Quando i ghiacci si ritirarono verso nord, la distribuzione della vegetazione cominciò a modificarsi. Le renne, e gli uomini che da esse dipendevano, seguirono i muschi e le felci che crescevano ai margini del ghiacciaio. Altri animali rimasero indietro e quelli più piccoli trovarono il loro habitat più congeniale ai bordi delle foreste che cominciarono a svilupparsi. Sotto l'influenza dei venti caldi, campi estesi di frumento selvatico apparvero in varie aree del Vicino Oriente. In precedenza l'uomo era stato un cacciatore, non un pastore, un raccoglitore di cibi vegetali, non un coltivatore. Ma a soli duemila anni dal ritiro dei ghiacci avevano avuto inizio la coltivazione deliberata delle piante e la domesticazione deliberata di animali, erano stati fondati i primi villaggi e lentamente la conoscenza dell'agricoltura si diffuse in molte parti d'Europa, dell'Africa e dell'Asia occidentale.

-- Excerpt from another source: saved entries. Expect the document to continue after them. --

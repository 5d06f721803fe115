//! Error classification for the fuzzer core (spec §7).

use crate::address::Address;

/// Failures the core can encounter. `Invariant` is the only fatal
/// variant; every other kind is caught at the MCTS-iteration boundary
/// (§4.7) and turned into a skipped iteration plus a `log::warn!`.
#[derive(Debug, Clone)]
pub enum FuzzError {
    /// The target binary could not be spawned.
    Spawn(String),
    /// The traced stderr stream was not a multiple of 8 bytes.
    TraceLength(usize),
    /// The symbolic engine failed to step a state.
    SymbolicStep(String),
    /// The solver's constraint iterator failed outright (distinct from
    /// ordinary exhaustion, which is not an error).
    SolverFailure(String),
    /// A core invariant (§3) was violated. Fatal.
    Invariant(String),
    /// A newly-observed path's first address disagreed with an
    /// already-fixed root address (§4.5 step 2).
    RootMismatch { expected: Address, found: Address },
}

impl std::fmt::Display for FuzzError {
    fn fmt(&self, f: &mut std::fmt::Formatter<'_>) -> std::fmt::Result {
        match self {
            Self::Spawn(msg) => write!(f, "failed to spawn target binary: {msg}"),
            Self::TraceLength(n) => {
                write!(f, "traced stderr length {n} is not a multiple of 8")
            }
            Self::SymbolicStep(msg) => write!(f, "symbolic engine step failed: {msg}"),
            Self::SolverFailure(msg) => write!(f, "solver iterator failed: {msg}"),
            Self::Invariant(msg) => write!(f, "invariant violation: {msg}"),
            Self::RootMismatch { expected, found } => write!(
                f,
                "path began at {found} but root address is already {expected}"
            ),
        }
    }
}

impl std::error::Error for FuzzError {}
pub mod address;
pub mod context;
pub mod driver;
pub mod error;
pub mod logging;
pub mod mcts;
pub mod mutate;
pub mod oracle;
#[cfg(feature = "signals")]
pub mod signals;
pub mod symbolic;
pub mod trace;
pub mod tree;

Quando i ghiacci avanzarono per la prima volta un milione di anni fa, si stima che sulla Terra esistesse circa mezzo milione di ominidi. Intorno al 10.000 a.C., alla vigilia della grande rivoluzione neolitica, l'Homo sapiens contava già circa tre milioni di individui. Nel 3.000 a.C., dopo settemila anni di agricoltura e di allevamento, la popolazione mondiale era esplosa sino a raggiungere il traguardo di ben cento milioni di individui. A tanto aveva contribuito il cibo della nuova alimentazione, poiché nella preistoria la vita umana era breve e durante il periodo dei neanderthaliani, ad esempio, meno della metà della popolazione sopravviveva oltre l'età di vent'anni e nove su dieci dei restanti adulti morivano prima dei quarant'anni. Carenze vitaminiche, malnutrizione stagionale, veleni vegetali e cibi contaminati si combinavano in modo tale che un quarantenne sembrasse centenario, con tutto quello che la precoce senescenza poteva comportare.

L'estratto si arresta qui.